Per tali ragioni, il licenziamento per superamento del periodo di comporto derivato dalla mancata comunicazione da parte del datore di lavoro al lavoratore gravemente malato è da considerarsi come comportamento discriminatorio e, pertanto, nullo con le conseguenze previste dall'art. 18, comma 1, l. n. 300 del 1970, come modificato dalla l. n. 92 del 2012.
In particolare, secondo il Giudice di merito si è alla presenza di una ipotesi di discriminazione indiretta che si ha quando l'adozione di un criterio “apparentemente neutro” finisce per porre alcuni soggetti in una posizione di svantaggio rispetto agli altri.

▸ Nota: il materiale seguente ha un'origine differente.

//! 指し手の合法性判定と合法手生成
//!
//! 疑似合法手を局面のコピーに適用し、自玉に利きが残るものを除く。
//! ピンの検出はこの自殺手判定のみで行う。

use super::check::is_in_check;
use super::drops::check_drop;
use super::promotion::{can_promote, must_promote};
use crate::error::IllegalMove;
use crate::movegen::{piece_targets, pseudo_legal_targets};
use crate::position::Position;
use crate::types::{HAND_ORDER, Move, PieceType, Square};

/// 指し手が合法か検査し、非合法なら理由を返す
pub fn check_move(pos: &Position, mv: Move) -> Result<(), IllegalMove> {
    match mv {
        Move::Normal { from, to, promote } => check_board_move(pos, from, to, promote),
        Move::Drop { to, piece_type } => check_drop(pos, to, piece_type),
    }
}

#[inline]
pub fn is_legal_move(pos: &Position, mv: Move) -> bool {
    check_move(pos, mv).is_ok()
}

fn check_board_move(pos: &Position, from: Square, to: Square, promote: bool) -> Result<(), IllegalMove> {
    let us = pos.side_to_move();
    let piece = pos.piece_on(from).ok_or(IllegalMove::NoPiece(from))?;
    if piece.color != us {
        return Err(IllegalMove::NotYourPiece {
            square: from,
            owner: piece.color,
        });
    }

    // 自駒の升は利きに含まれないので到達判定より先に見る
    let target = pos.piece_on(to);
    if target.is_some_and(|pc| pc.color == us) {
        return Err(IllegalMove::OwnPieceCapture(to));
    }
    if !piece_targets(pos, from).contains(&to) {
        return Err(IllegalMove::Unreachable { from, to });
    }
    if target.is_some_and(|pc| pc.piece_type == PieceType::King) {
        return Err(IllegalMove::KingCapture(to));
    }

    if promote && !can_promote(pos, from, to) {
        return Err(IllegalMove::PromotionNotAllowed { from, to });
    }
    if !promote && must_promote(pos, from, to) {
        return Err(IllegalMove::PromotionRequired { from, to });
    }

    if leaves_king_attacked(pos, Move::normal(from, to, promote)) {
        return Err(IllegalMove::SelfCheck);
    }
    Ok(())
}

/// 指し手を適用すると自玉に利きがあるか（構造的な検査は済んでいること）
pub(crate) fn leaves_king_attacked(pos: &Position, mv: Move) -> bool {
    let us = pos.side_to_move();
    let mut next = pos.clone();
    next.do_move(mv);
    is_in_check(&next, us)
}

/// 移動先ごとの成・不成の候補
fn promotion_choices(pos: &Position, from: Square, to: Square) -> &'static [bool] {
    if must_promote(pos, from, to) {
        &[true]
    } else if can_promote(pos, from, to) {
        &[false, true]
    } else {
        &[false]
    }
}

/// 盤上の駒を動かす候補手（自殺手判定前）
fn board_candidates(pos: &Position) -> impl Iterator<Item = Move> + '_ {
    pos.pieces_of(pos.side_to_move()).flat_map(move |(from, _)| {
        pseudo_legal_targets(pos, from)
            .into_iter()
            .filter(move |&to| !pos.piece_on(to).is_some_and(|pc| pc.piece_type == PieceType::King))
            .flat_map(move |to| {
                promotion_choices(pos, from, to)
                    .iter()
                    .map(move |&promote| Move::normal(from, to, promote))
            })
    })
}

/// 駒打ちの候補（手駒にあり空き升に打つもの、その他の制限は未検査）
fn drop_candidates(pos: &Position) -> impl Iterator<Item = Move> + '_ {
    let hand = pos.hand(pos.side_to_move());
    HAND_ORDER
        .into_iter()
        .filter(move |&pt| hand.has(pt))
        .flat_map(move |pt| {
            Square::all()
                .filter(move |&sq| pos.piece_on(sq).is_none())
                .map(move |sq| Move::drop(pt, sq))
        })
}

/// 手番側の合法手（盤上の指し手、続いて駒打ち）
pub fn legal_moves(pos: &Position) -> Vec<Move> {
    let mut moves: Vec<Move> = board_candidates(pos)
        .filter(|&mv| !leaves_king_attacked(pos, mv))
        .collect();
    moves.extend(drop_candidates(pos).filter(|&mv| is_legal_move(pos, mv)));
    moves
}

/// 合法手が1つでもあるか（最初の合法手で打ち切る）
pub fn has_legal_move(pos: &Position) -> bool {
    board_candidates(pos).any(|mv| !leaves_king_attacked(pos, mv))
        || drop_candidates(pos).any(|mv| is_legal_move(pos, mv))
}

/// `from` の駒が合法に移動できる升（成・不成のいずれかが合法なもの）
pub fn legal_targets(pos: &Position, from: Square) -> Vec<Square> {
    pseudo_legal_targets(pos, from)
        .into_iter()
        .filter(|&to| {
            promotion_choices(pos, from, to)
                .iter()
                .any(|&promote| is_legal_move(pos, Move::normal(from, to, promote)))
        })
        .collect()
}

#[cfg(test)]
mod tests {
    use super::*;
    use crate::types::Color;

    fn sq(s: &str) -> Square {
        s.parse().unwrap()
    }

    fn mv(s: &str) -> Move {
        s.parse().unwrap()
    }

    #[test]
    fn test_start_position_has_30_moves() {
        let pos = Position::new();
        let moves = legal_moves(&pos);
        assert_eq!(moves.len(), 30);
        assert!(moves.contains(&mv("7g7f")));
        assert!(moves.contains(&mv("2h1h")));
        assert!(moves.iter().all(|m| !m.is_drop() && !m.is_promotion()));
    }

    #[test]
    fn test_check_move_reasons() {
        let pos = Position::new();
        assert_eq!(check_move(&pos, mv("5e5d")), Err(IllegalMove::NoPiece(sq("5e"))));
        assert_eq!(
            check_move(&pos, mv("3c3d")),
            Err(IllegalMove::NotYourPiece {
                square: sq("3c"),
                owner: Color::White
            })
        );
        assert_eq!(check_move(&pos, mv("2i2h")), Err(IllegalMove::OwnPieceCapture(sq("2h"))));
        assert_eq!(
            check_move(&pos, mv("7g7e")),
            Err(IllegalMove::Unreachable {
                from: sq("7g"),
                to: sq("7e")
            })
        );
        assert_eq!(
            check_move(&pos, mv("7g7f+")),
            Err(IllegalMove::PromotionNotAllowed {
                from: sq("7g"),
                to: sq("7f")
            })
        );
        assert_eq!(check_move(&pos, mv("7g7f")), Ok(()));
    }

    #[test]
    fn test_promotion_required_and_optional() {
        let pos = Position::from_sfen("4k4/9/P8/9/9/9/9/9/4K4 b - 1").unwrap();
        assert_eq!(
            check_move(&pos, mv("9c9b")),
            Ok(()),
            "pawn to the second rank may stay unpromoted"
        );
        let moves = legal_moves(&pos);
        assert!(moves.contains(&mv("9c9b")));
        assert!(moves.contains(&mv("9c9b+")));

        let pos = Position::from_sfen("4k4/P8/9/9/9/9/9/9/4K4 b - 1").unwrap();
        assert_eq!(
            check_move(&pos, mv("9b9a")),
            Err(IllegalMove::PromotionRequired {
                from: sq("9b"),
                to: sq("9a")
            })
        );
        let pawn_moves: Vec<_> = legal_moves(&pos).into_iter().filter(|m| m.from() == Some(sq("9b"))).collect();
        assert_eq!(pawn_moves, vec![mv("9b9a+")]);
    }

    #[test]
    fn test_pinned_piece_cannot_leave_line() {
        // 5e金は後手5a飛車にピンされている
        let pos = Position::from_sfen("4r4/9/9/9/4G4/9/9/9/4K4 b - 1").unwrap();
        assert_eq!(check_move(&pos, mv("5e4e")), Err(IllegalMove::SelfCheck));
        assert_eq!(check_move(&pos, mv("5e5d")), Ok(()));
        assert_eq!(legal_targets(&pos, sq("5e")), vec![sq("5d"), sq("5f")]);
    }

    #[test]
    fn test_king_cannot_step_into_attack() {
        let pos = Position::from_sfen("3r5/9/9/9/9/9/9/9/4K4 b - 1").unwrap();
        assert_eq!(check_move(&pos, mv("5i6i")), Err(IllegalMove::SelfCheck));
        assert_eq!(check_move(&pos, mv("5i4h")), Ok(()));
    }

    #[test]
    fn test_king_capture_rejected_and_never_generated() {
        let pos = Position::from_sfen("4k4/9/9/9/9/9/9/9/4R3K b - 1").unwrap();
        assert_eq!(check_move(&pos, mv("5i5a")), Err(IllegalMove::KingCapture(sq("5a"))));
        assert!(legal_moves(&pos).iter().all(|m| m.to() != sq("5a")));
    }

    #[test]
    fn test_unreachable_king_square_reported_as_unreachable() {
        // 5e歩は1a玉に届かない
        let pos = Position::from_sfen("8k/9/9/9/4P4/9/9/9/4K4 b - 1").unwrap();
        assert_eq!(
            check_move(&pos, mv("5e1a")),
            Err(IllegalMove::Unreachable {
                from: sq("5e"),
                to: sq("1a")
            })
        );
    }

    #[test]
    fn test_has_legal_move_matches_legal_moves() {
        let pos = Position::new();
        assert!(has_legal_move(&pos));

        let mated = Position::from_sfen("4k4/4G4/4P4/9/9/9/9/9/4K4 w - 1").unwrap();
        assert!(!has_legal_move(&mated));
        assert!(legal_moves(&mated).is_empty());
    }

    #[test]
    fn test_drops_are_listed_after_board_moves() {
        let pos = Position::from_sfen("4k4/9/9/9/9/9/9/9/4K4 b G 1").unwrap();
        let moves = legal_moves(&pos);
        let king_moves = moves.iter().filter(|m| !m.is_drop()).count();
        assert_eq!(king_moves, 5);
        assert_eq!(moves.len(), 5 + 79);
        assert!(moves[..5].iter().all(|m| !m.is_drop()));
    }
}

Il caso
Nella fattispecie in esame, il lavoratore di un ipermercato, impiegato dapprima nel reparto merceologico “food” e successivamente, per ragioni di salute, in quello “no food”, veniva licenziato per superamento del periodo di comporto ai sensi di quanto previsto dall'art. 175 del CCNL Terziario.

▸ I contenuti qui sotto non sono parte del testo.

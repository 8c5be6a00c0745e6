//! 駒打ちの合法性
//!
//! 検査順：駒種・手駒の枚数 → 空き升 → 二歩・行き所のない駒 → 自玉の安全 → 打ち歩詰め。
//! 手駒の枚数は打ち歩詰めの試行より先に確認する。

use super::check::is_checkmate;
use super::legality::leaves_king_attacked;
use super::promotion::is_dead_end;
use crate::error::IllegalMove;
use crate::position::Position;
use crate::types::{Move, PieceType, Square};

/// 駒打ちが合法か検査し、非合法なら理由を返す
pub fn check_drop(pos: &Position, to: Square, piece_type: PieceType) -> Result<(), IllegalMove> {
    let us = pos.side_to_move();

    if !piece_type.is_droppable() {
        return Err(IllegalMove::NotDroppable(piece_type));
    }
    if !pos.hand(us).has(piece_type) {
        return Err(IllegalMove::NotInHand(piece_type));
    }
    if pos.piece_on(to).is_some() {
        return Err(IllegalMove::Occupied(to));
    }

    if piece_type == PieceType::Pawn && pos.has_unpromoted_pawn_on_file(us, to.file()) {
        return Err(IllegalMove::DoublePawn(to));
    }
    if is_dead_end(piece_type, us, to) {
        return Err(IllegalMove::DeadDrop { piece_type, to });
    }

    let mv = Move::drop(piece_type, to);
    if leaves_king_attacked(pos, mv) {
        return Err(IllegalMove::SelfCheck);
    }

    // 打ち歩詰め
    if piece_type == PieceType::Pawn {
        let mut next = pos.clone();
        next.do_move(mv);
        if is_checkmate(&next) {
            return Err(IllegalMove::PawnDropMate(to));
        }
    }

    Ok(())
}

/// `piece_type` を `to` に打てるか
#[inline]
pub fn is_legal_drop(pos: &Position, to: Square, piece_type: PieceType) -> bool {
    check_drop(pos, to, piece_type).is_ok()
}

In particolare, il dipendente soffriva sin dall'età di sei anni di diabete mellito insulinodipendente oltre che di paresi del radiale sinistro ipoplasia muscolare dell'arto superiore sinistro ed ancora di una altra serie di grave patologie che avevano fatto sì che venisse dichiarato “idoneo con limitazioni” per quanto riguardo lo svolgimento di compiti gravosi che espongono “il sovraccarico biomeccanico dell'apparato osteoarticolare”; da qui, come detto poc'anzi, la sua assegnazione ad un diverso reparto rispetto a quello originario affinché potesse caricare e scaricare merce più leggera nonché posizionarla sugli scaffali. Ad ogni modo, pur non essendosi rivelato essenziale ai fini del decidere, il prestatore ha contestato nel successivo giudizio che l'assegnazione a mansioni meno gravose e in linea con la propria condizione patologica fosse soltanto fittizia.
Da ultimo, il lavoratore veniva ricoverato per sindrome coronarica acuta, scompenso cardiaco e diabete mellito scompensato e sottoposto, pertanto, ad intervento chirurgico per infarto del miocardio.

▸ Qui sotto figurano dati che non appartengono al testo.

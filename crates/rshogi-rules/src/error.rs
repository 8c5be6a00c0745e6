//! エラー型
//!
//! - `IllegalMove`: 非合法手の拒否理由。局面は変更されない
//! - `SfenError`: SFEN 文字列の解析エラー
//! - `MoveParseError`: USI 形式の指し手・升目の解析エラー

use crate::types::{Color, PieceType, Square};

/// 非合法手の拒否理由
#[derive(thiserror::Error, Debug, Clone, Copy, PartialEq, Eq)]
pub enum IllegalMove {
    /// 移動元に駒がない
    #[error("no piece on {0}")]
    NoPiece(Square),

    /// 移動元の駒が手番側のものではない
    #[error("piece on {square} belongs to {owner:?}")]
    NotYourPiece { square: Square, owner: Color },

    /// 駒の動きとして到達できない
    #[error("{from} cannot reach {to}")]
    Unreachable { from: Square, to: Square },

    /// 移動先に自分の駒がある
    #[error("{0} is occupied by an own piece")]
    OwnPieceCapture(Square),

    /// 玉を取る手（正しい局面からは生じない）
    #[error("capturing the king on {0}")]
    KingCapture(Square),

    /// 成れない駒・成れない位置での成り
    #[error("promotion is not allowed for {from}{to}")]
    PromotionNotAllowed { from: Square, to: Square },

    /// 行き所のない駒になる不成
    #[error("{from}{to} must promote")]
    PromotionRequired { from: Square, to: Square },

    /// 自玉が取られる形になる
    #[error("move leaves own king in check")]
    SelfCheck,

    /// 打てない駒種（玉）
    #[error("{0:?} cannot be dropped")]
    NotDroppable(PieceType),

    /// 手駒にない
    #[error("no {0:?} in hand")]
    NotInHand(PieceType),

    /// 打つ升が空いていない
    #[error("drop square {0} is occupied")]
    Occupied(Square),

    /// 二歩
    #[error("an unpromoted pawn already stands on the file of {0}")]
    DoublePawn(Square),

    /// 行き所のない駒打ち
    #[error("{piece_type:?} dropped on {to} would have no legal move")]
    DeadDrop { piece_type: PieceType, to: Square },

    /// 打ち歩詰め
    #[error("pawn drop on {0} delivers checkmate")]
    PawnDropMate(Square),
}

/// SFENパースエラー
#[derive(thiserror::Error, Debug, Clone, PartialEq, Eq)]
pub enum SfenError {
    /// 盤面の形式が不正
    #[error("Invalid board: {0}")]
    Board(String),
    /// 手番の形式が不正
    #[error("Invalid side to move: {0}")]
    SideToMove(String),
    /// 手駒の形式が不正
    #[error("Invalid hand: {0}")]
    Hand(String),
    /// 手数の形式が不正
    #[error("Invalid ply: {0}")]
    Ply(String),
}

/// Error type for USI parsing
#[derive(thiserror::Error, Debug, Clone, PartialEq, Eq)]
pub enum MoveParseError {
    #[error("Invalid square notation: {0}")]
    InvalidSquare(String),
    #[error("Invalid piece character: {0}")]
    InvalidPiece(char),
    #[error("Invalid move format: {0}")]
    InvalidMoveFormat(String),
}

Nelle more della sua ospedalizzazione, il lavoratore, avveratasi la condizione prevista dalla declaratoria contrattuale, veniva licenziato per superamento del periodo di comporto, ragion per cui impugnava ritualmente il recesso.
Il Giudice del Lavoro ha accolto integralmente il ricorso giudiziale presentato dal lavoratore per le ragioni che andremo di seguito ad approfondire in dettaglio. La questione giuridica
Il Giudice del Lavoro affronta senza sforzo la questione inerente la legittimità del licenziamento de quo sotto il profilo della sussistenza del fatto, qui rappresentato dal superamento del periodo di comporto, poiché la società datrice di lavoro ha pacificamente soddisfatto il proprio onere probatorio dimostrando per tabulas che il prestatore aveva accumulato n. 187 giorni di malattia in un anno solare su n. 180 previsti dall'art. 175 del CCNL Terziario.
D'altro canto, come spiegato in sentenza, “In diritto, il superamento del periodo di comporto costituisce unica condizione, necessaria e sufficiente per ritenere la legittimità del recesso”.
A questo punto, l'attenzione viene spostata sulla presunta “violazione degli obblighi di comunicazione” che, a dire della difesa del lavoratore, avrebbe inficiato la legittimità del licenziamento impugnato.
La motivazione del provvedimento in esame prende le mosse da una serie di orientamenti giurisprudenziali univoci che, coerentemente a quanto poc'anzi esplicato, possono essere riassunti nel seguente principio: “il solo fatto del superamento del numero di assenze fissate contrattualmente, pertanto, caduca il diritto alla conservazione del posto di lavoro ed è necessario e sufficiente perché il datore di lavoro possa licenziare il dipendente, non essendo esigibile che quest'ultimo si attivi al fine di comunicare l'imminente scadenza del comporto al lavoratore, il quale in tali casi è gravato da un preciso onere di autoresponsabilità”.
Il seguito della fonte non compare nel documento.